Configuration for REST client.

class RESTConfig:
    """
    Configuration for InferenceRESTClient.

    Args:
        transport (httpx.AsyncBaseTransport, optional): Asynchronous transport class
        protocol (str or PredictorProtocol): Protocol version ("v1" or "v2", default: "v1")
        retries (int): Number of retry attempts (default: 3)
        http2 (bool): Enable HTTP/2 support (default: False)
        timeout (float, None, tuple, or httpx.Timeout): Request timeout (default: 60 seconds)
        cert (str or tuple): SSL client certificate - path to file, (cert_file, key_file) tuple,
            or (cert_file, key_file, password) tuple
        verify (str, bool, or ssl.SSLContext): SSL verification - True (default CA bundle),
            path to CA bundle file, ssl.SSLContext, or False (disable verification)
        auth (httpx.Auth, optional): Authentication handler
        verbose (bool): Enable verbose logging (default: False)
    """
    def __init__(
        self,
        transport: httpx.AsyncBaseTransport = None,
        protocol: Union[str, PredictorProtocol] = "v1",
        retries: int = 3,
        http2: bool = False,
        timeout: Union[float, None, tuple, httpx.Timeout] = 60,
        cert = None,
        verify: Union[str, bool, ssl.SSLContext] = True,
        auth = None,
        verbose: bool = False
    ): ...

    # Properties
    @property
    def transport(self) -> Optional[httpx.AsyncBaseTransport]:
        """Asynchronous transport instance"""

    @property
    def http2(self) -> bool:
        """HTTP/2 support enabled"""

    @property
    def cert(self):
        """SSL client certificate configuration"""

    @property
    def verify(self) -> Union[str, bool, ssl.SSLContext]:
        """SSL verification configuration"""

    @property
    def auth(self):
        """Authentication handler"""

    @property
    def verbose(self) -> bool:
        """Verbose logging enabled"""

Usage Examples

gRPC Client Basic Usage

import asyncio
from kserve import InferenceGRPCClient, InferInput
import numpy as np

async def main():
    # Create client
    client = InferenceGRPCClient(url="localhost:8081")

    # Prepare input data
    input_data = InferInput(
        name="input-0",
        shape=[1, 4],
        datatype="FP32",
        data=[[5.1, 3.5, 1.4, 0.2]]
    )

    # Make inference request
    response = await client.infer(
        model_name="sklearn-iris",
        inputs=[input_data]
    )

    # Extract output
    output = response.outputs[0]
    predictions = output.data
    print(f"Predictions: {predictions}")

    client.close()

asyncio.run(main())

gRPC Client with NumPy

import asyncio
from kserve import InferenceGRPCClient, InferInput
import numpy as np

async def main():
    client = InferenceGRPCClient(url="localhost:8081")

    # Create NumPy array
    data = np.array([[1, 2, 3, 4]], dtype=np.float32)

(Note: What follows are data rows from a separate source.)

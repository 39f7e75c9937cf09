//! End-to-end scenarios against real adapters, wire-mocked at the HTTP layer.

use llm_router::{
    CompletionRequest, ComplexityTier, FinishReason, Message, ProviderConfig, ProviderKind,
    RequestMetadata, Router, RouterConfig, RoutingStrategy, CancelToken,
};
use serde_json::json;
use std::collections::HashMap;
use wiremock::matchers::{method, path};
use wiremock::{Mock, MockServer, ResponseTemplate};

fn fast_retry(config: &mut RouterConfig) {
    config.retry.initial_delay_ms = 1;
    config.retry.max_delay_ms = 2;
}

#[tokio::test]
async fn happy_path_single_provider() {
    let server = MockServer::start().await;
    Mock::given(method("POST"))
        .and(path("/chat/completions"))
        .respond_with(ResponseTemplate::new(200).set_body_json(json!({
            "choices": [{"message": {"content": "hello"}, "finish_reason": "stop"}],
            "usage": {"prompt_tokens": 2, "completion_tokens": 3, "total_tokens": 5},
        })))
        .mount(&server)
        .await;

    let config = RouterConfig::new(vec![
        ProviderConfig::new("a", ProviderKind::Groq)
            .with_api_key("gsk-test")
            .with_base_url(server.uri()),
    ]);
    let mut router = Router::new(config);
    router.initialize().await.unwrap();

    let request = CompletionRequest::new(vec![Message::user("hi")])
        .with_model("llama-3.1-8b-instant");
    let response = router.complete(&request).await.unwrap();

    assert_eq!(response.content, "hello");
    assert_eq!(response.provider, "a");
    assert!(!response.metadata.fallback_used);
    assert_eq!(response.usage.total, 5);
    assert_eq!(response.finish_reason, FinishReason::Stop);

    let metrics = router.get_metrics();
    assert_eq!(metrics.total_requests, 1);
    assert_eq!(metrics.successful_requests, 1);
    assert_eq!(metrics.total_tokens, 5);
    assert_eq!(metrics.average_latency_ms, response.latency_ms as f64);
}

#[tokio::test]
async fn fallback_on_rate_limit() {
    let server_a = MockServer::start().await;
    let server_b = MockServer::start().await;

    Mock::given(method("POST"))
        .and(path("/chat/completions"))
        .respond_with(ResponseTemplate::new(429).set_body_string("rate limit exceeded"))
        .mount(&server_a)
        .await;
    Mock::given(method("POST"))
        .and(path("/chat/completions"))
        .respond_with(ResponseTemplate::new(200).set_body_json(json!({
            "choices": [{"message": {"content": "ok"}, "finish_reason": "stop"}],
            "usage": {"prompt_tokens": 1, "completion_tokens": 1, "total_tokens": 2},
        })))
        .mount(&server_b)
        .await;

    let mut config = RouterConfig::new(vec![
        ProviderConfig::new("a", ProviderKind::Groq)
            .with_api_key("gsk-a")
            .with_base_url(server_a.uri())
            .with_priority(1),
        ProviderConfig::new("b", ProviderKind::Groq)
            .with_api_key("gsk-b")
            .with_base_url(server_b.uri())
            .with_priority(2),
    ]);
    config.retry.max_retries = 1;
    fast_retry(&mut config);

    let mut router = Router::new(config);
    router.initialize().await.unwrap();

    let request = CompletionRequest::new(vec![Message::user("hi")]);
    let response = router.complete(&request).await.unwrap();

    assert_eq!(response.provider, "b");
    assert_eq!(response.content, "ok");
    assert!(response.metadata.fallback_used);
    assert!(response
        .metadata
        .fallback_reason
        .as_deref()
        .unwrap_or("")
        .contains("rate limit"));

    let metrics = router.get_metrics();
    assert_eq!(metrics.successful_requests, 1);
    assert_eq!(metrics.failed_requests, 0);
    let health = router.health_check().await;
    assert!(health.contains_key("a"));
    assert!(health.contains_key("b"));
}

#[tokio::test]
async fn all_providers_fail_returns_aggregate_error() {
    let server_a = MockServer::start().await;
    let server_b = MockServer::start().await;

    Mock::given(method("POST"))
        .and(path("/chat/completions"))
        .respond_with(ResponseTemplate::new(503))
        .mount(&server_a)
        .await;
    Mock::given(method("POST"))
        .and(path("/chat/completions"))
        .respond_with(ResponseTemplate::new(503))
        .mount(&server_b)
        .await;

    let mut config = RouterConfig::new(vec![
        ProviderConfig::new("a", ProviderKind::Groq)
            .with_api_key("gsk-a")
            .with_base_url(server_a.uri())
            .with_priority(1),
        ProviderConfig::new("b", ProviderKind::Groq)
            .with_api_key("gsk-b")
            .with_base_url(server_b.uri())
            .with_priority(2),
    ]);
    config.retry.max_retries = 0;
    fast_retry(&mut config);

    let mut router = Router::new(config);
    router.initialize().await.unwrap();

    let request = CompletionRequest::new(vec![Message::user("hi")]);
    let err = router.complete(&request).await.unwrap_err();

    assert_eq!(err.code, llm_router::ErrorCode::ProviderUnavailable);
    let metrics = router.get_metrics();
    assert_eq!(metrics.total_requests, 1);
    assert_eq!(metrics.successful_requests, 0);
    assert_eq!(metrics.failed_requests, 1);
}

#[tokio::test]
async fn complexity_routing_prefers_quality_tier_provider() {
    let quality = MockServer::start().await;
    let cheap = MockServer::start().await;

    Mock::given(method("POST"))
        .and(path("/chat/completions"))
        .respond_with(ResponseTemplate::new(200).set_body_json(json!({
            "choices": [{"message": {"content": "detailed answer"}, "finish_reason": "stop"}],
            "usage": {"prompt_tokens": 10, "completion_tokens": 20, "total_tokens": 30},
        })))
        .mount(&quality)
        .await;
    Mock::given(method("POST"))
        .and(path("/chat/completions"))
        .respond_with(ResponseTemplate::new(200).set_body_json(json!({
            "choices": [{"message": {"content": "should not be used"}, "finish_reason": "stop"}],
            "usage": {"prompt_tokens": 1, "completion_tokens": 1, "total_tokens": 2},
        })))
        .mount(&cheap)
        .await;

    let mut config = RouterConfig::new(vec![
        ProviderConfig::new("quality", ProviderKind::Groq)
            .with_api_key("gsk-quality")
            .with_base_url(quality.uri()),
        ProviderConfig::new("cheap", ProviderKind::Groq)
            .with_api_key("gsk-cheap")
            .with_base_url(cheap.uri()),
    ]);
    config.routing_strategy = RoutingStrategy::Complexity;
    let mut tiers = HashMap::new();
    tiers.insert(ComplexityTier::Complex, vec!["quality".to_string()]);
    config.complexity_tiers = tiers;

    let mut router = Router::new(config);
    router.initialize().await.unwrap();

    let long_text = format!("```\n{}\n```", "x".repeat(15_000));
    let request = CompletionRequest::new(vec![Message::user(long_text)]);
    let response = router.complete(&request).await.unwrap();

    assert_eq!(response.provider, "quality");
    assert_eq!(response.content, "detailed answer");
}

#[tokio::test]
async fn cancellation_stops_stream_before_further_chunks() {
    let server = MockServer::start().await;
    let sse_body = "data: {\"choices\":[{\"delta\":{\"content\":\"he\"}}]}\n\n\
                     data: {\"choices\":[{\"delta\":{\"content\":\"llo\"}}]}\n\n\
                     data: [DONE]\n\n";
    Mock::given(method("POST"))
        .and(path("/chat/completions"))
        .respond_with(
            ResponseTemplate::new(200)
                .set_body_raw(sse_body.as_bytes().to_vec(), "text/event-stream"),
        )
        .mount(&server)
        .await;

    let config = RouterConfig::new(vec![
        ProviderConfig::new("a", ProviderKind::Groq)
            .with_api_key("gsk-a")
            .with_base_url(server.uri()),
    ]);
    let mut router = Router::new(config);
    router.initialize().await.unwrap();

    let cancel = CancelToken::new();
    cancel.cancel();

    let request = CompletionRequest::new(vec![Message::user("hi")]);
    let chunks = std::sync::Arc::new(std::sync::Mutex::new(Vec::new()));
    let chunks_clone = chunks.clone();
    let response = router
        .stream(&request, move |c: &str| chunks_clone.lock().unwrap().push(c.to_string()), cancel)
        .await
        .unwrap();

    assert_eq!(response.finish_reason, FinishReason::Cancelled);
    assert!(chunks.lock().unwrap().is_empty());

    let metrics = router.get_metrics();
    assert_eq!(metrics.total_requests, 1);
    assert_eq!(metrics.successful_requests, 0);
    assert_eq!(metrics.failed_requests, 1);
}

#[tokio::test]
async fn vision_request_fails_immediately_without_capable_provider() {
    let server = MockServer::start().await;
    // No mock registered: if the router ever called out to this server the test
    // would fail on an unexpected request, proving no retry was attempted.

    let config = RouterConfig::new(vec![
        ProviderConfig::new("local", ProviderKind::Ollama).with_base_url(server.uri()),
    ]);
    let mut router = Router::new(config);
    router.initialize().await.unwrap();

    let request = CompletionRequest::new(vec![Message::user("describe this")]).with_metadata(RequestMetadata {
        requires_vision: true,
        ..Default::default()
    });
    let images = vec![llm_router::ImagePart {
        media_type: llm_router::ImageMediaType::Png,
        data: "Zm9v".to_string(),
    }];

    let err = router
        .complete_with_vision(&request, images)
        .await
        .unwrap_err();

    assert_eq!(err.code, llm_router::ErrorCode::ProviderUnavailable);
    let metrics = router.get_metrics();
    assert_eq!(metrics.total_requests, 0);
}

    # Create input with NumPy data
    input_tensor = InferInput(name="input-0", shape=list(data.shape), datatype="FP32")
    input_tensor.set_data_from_numpy(data)

    # Infer
    response = await client.infer(
        model_name="my-model",
        inputs=[input_tensor]
    )

    # Convert output to NumPy
    output = response.outputs[0]
    result = output.as_numpy()
    print(f"Result shape: {result.shape}")
    print(f"Result: {result}")

    client.close()

asyncio.run(main())

gRPC Client with SSL

import asyncio
from kserve import InferenceGRPCClient, InferInput

async def main():
    # Read certificates
    with open("/path/to/ca.pem", "rb") as f:
        root_certs = f.read()

    with open("/path/to/client-key.pem", "rb") as f:
        private_key = f.read()

    with open("/path/to/client-cert.pem", "rb") as f:
        cert_chain = f.read()

    # Create client with SSL
    client = InferenceGRPCClient(
        url="secure.example.com:8081",
        use_ssl=True,
        root_certificates=root_certs,
        private_key=private_key,
        certificate_chain=cert_chain
    )

    # Make request
    input_data = InferInput(name="input", shape=[1, 4], datatype="FP32", data=[[1, 2, 3, 4]])
    response = await client.infer(model_name="my-model", inputs=[input_data])

    client.close()

asyncio.run(main())

gRPC Client Health Checks

import asyncio
from kserve import InferenceGRPCClient

async def main():
    client = InferenceGRPCClient(url="localhost:8081")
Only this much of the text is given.